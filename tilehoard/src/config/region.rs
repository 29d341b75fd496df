//! Named download regions.

use std::collections::BTreeSet;

use crate::coord::{BoundingBox, CoordError};
use crate::grid::TileGrid;

/// A named area to download at a fixed set of zoom levels.
///
/// Immutable once loaded.
#[derive(Debug, Clone, PartialEq)]
pub struct Region {
    name: String,
    description: Option<String>,
    bbox: BoundingBox,
    zoom_levels: BTreeSet<u8>,
}

impl Region {
    pub fn new(
        name: impl Into<String>,
        bbox: BoundingBox,
        zoom_levels: BTreeSet<u8>,
    ) -> Self {
        Self {
            name: name.into(),
            description: None,
            bbox,
            zoom_levels,
        }
    }

    pub fn with_description(mut self, description: impl Into<String>) -> Self {
        self.description = Some(description.into());
        self
    }

    pub fn name(&self) -> &str {
        &self.name
    }

    pub fn description(&self) -> Option<&str> {
        self.description.as_deref()
    }

    pub fn bbox(&self) -> &BoundingBox {
        &self.bbox
    }

    /// Zoom levels in ascending order.
    pub fn zoom_levels(&self) -> &BTreeSet<u8> {
        &self.zoom_levels
    }

    /// Total number of tiles across all zoom levels.
    pub fn tile_count(&self) -> Result<u64, CoordError> {
        TileGrid::count(&self.bbox, &self.zoom_levels)
    }
}

/// Whether `name` can be used as a single directory component.
pub(crate) fn is_valid_region_name(name: &str) -> bool {
    !name.is_empty()
        && name != "."
        && name != ".."
        && !name.contains(['/', '\\', '\0'])
}

#[cfg(test)]
mod tests {
    use super::*;

    #[test]
    fn test_tile_count() {
        let region = Region::new(
            "qatar",
            BoundingBox::new(50.0, 24.4, 52.0, 26.2).unwrap(),
            [5, 6].into_iter().collect(),
        )
        .with_description("Qatar peninsula");

        assert_eq!(region.tile_count().unwrap(), 3);
        assert_eq!(region.description(), Some("Qatar peninsula"));
        assert_eq!(region.zoom_levels().iter().next(), Some(&5));
    }

    #[test]
    fn test_region_names() {
        assert!(is_valid_region_name("qatar"));
        assert!(is_valid_region_name("new-york_2"));
        assert!(!is_valid_region_name(""));
        assert!(!is_valid_region_name(".."));
        assert!(!is_valid_region_name("a/b"));
        assert!(!is_valid_region_name("a\\b"));
    }
}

--

--- Task statement ---
Look through the entries and return every line where "String" appears.

--- Answer box ---
    name: String,
    description: Option<String>,
        name: impl Into<String>,
    pub fn with_description(mut self, description: impl Into<String>) -> Self {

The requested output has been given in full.